La seule abomination qui lui eût manqué jusqu’à cet instant : l’amour sans espérance, ce trésor de surérogatoires avanies, désormais ne lui manquait plus. C’était admirablement complet ! Encore une fois, qu’avait-il devenir ? Il prit un marteau pour enfoncer en lui cette question, jusqu’à se crever le cœur, et la réponse ne vint pas…

La littérature dite amoureuse a beaucoup puisé dans la vieille blague des délices du mal d’aimer. Marchenoir n’y trouvait que des suggestions de désespoir. Il avait bien cru, cependant, que c’était fini pour lui, les années de servitude, ayant payé de si royales rançons au Pirate aveugle qui capture indistinctement toutes les variétés d’animaux humains ! Il n’était plus d’humeur à pâturer la glandée d’amour.
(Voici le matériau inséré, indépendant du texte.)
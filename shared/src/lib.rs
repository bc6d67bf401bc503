use serde::{Deserialize, Serialize};

#[derive(Debug, Clone, Copy, PartialEq, Serialize, Deserialize)]
pub struct Coordinate {
    pub lat: f64,
    pub lon: f64,
}

/// Catalog entry as served by `GET /airports`.
#[derive(Debug, Clone, PartialEq, Serialize, Deserialize)]
pub struct Airport {
    pub code: String,
    pub name: String,
    pub city: String,
    pub country: String,
    pub lat: f64,
    pub lng: f64,
}

impl Airport {
    pub fn coordinate(&self) -> Coordinate {
        Coordinate {
            lat: self.lat,
            lon: self.lng,
        }
    }
}

#[derive(Debug, Clone, Copy, PartialEq, Eq, Hash, Default, Serialize, Deserialize)]
pub enum Criterion {
    #[default]
    #[serde(rename = "km")]
    Distance,
    #[serde(rename = "horas")]
    Duration,
}

impl Criterion {
    pub fn as_wire(self) -> &'static str {
        match self {
            Criterion::Distance => "km",
            Criterion::Duration => "horas",
        }
    }

    pub fn from_wire(value: &str) -> Option<Self> {
        match value.trim() {
            "km" => Some(Criterion::Distance),
            "horas" => Some(Criterion::Duration),
            _ => None,
        }
    }

    pub fn unit_label(self) -> &'static str {
        self.as_wire()
    }
}

/// Body of `POST /route`.
#[derive(Debug, Clone, PartialEq, Serialize, Deserialize)]
pub struct RouteRequest {
    #[serde(rename = "origen")]
    pub origin: String,
    #[serde(rename = "destino")]
    pub destination: String,
    #[serde(rename = "criterio", default)]
    pub criterion: Criterion,
}

/// Reply of `POST /route`. The body shape is the only success signal;
/// the HTTP status carries no contract.
#[derive(Debug, Clone, PartialEq, Serialize, Deserialize)]
#[serde(untagged)]
pub enum RouteReply {
    Found {
        #[serde(rename = "ruta")]
        path: Vec<String>,
        #[serde(rename = "costo")]
        cost: f64,
        #[serde(rename = "criterio", default, skip_serializing_if = "Option::is_none")]
        criterion: Option<Criterion>,
    },
    Failure {
        error: String,
    },
}

#[derive(Debug, Clone, Copy, PartialEq, Serialize, Deserialize)]
pub struct RouteBounds {
    pub min_lat: f64,
    pub max_lat: f64,
    pub min_lon: f64,
    pub max_lon: f64,
}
En fait d’élégies, il n’avait guère à offrir que des beuglements de tapir tombé dans une fosse, et les seuls bouquets à Chloris qu’on pût attendre de lui, eussent été moissonnés, d’une affreuse main, parmi les blêmes végétaux d’un chantier d’équarrisseur.

À force de piétiner cette broussaille d’épines, il finit par faire lever une idée trois fois plus noire que les autres, une espèce de crapaud-volant d’idée qui se mit à lui sucer l’âme. Sa bien-aimée avait appartenu à tout le monde, non par le désir ou le commencement du désir, comme c’était son cas, mais par la caresse partagée, la possession, l’étreinte bestiale.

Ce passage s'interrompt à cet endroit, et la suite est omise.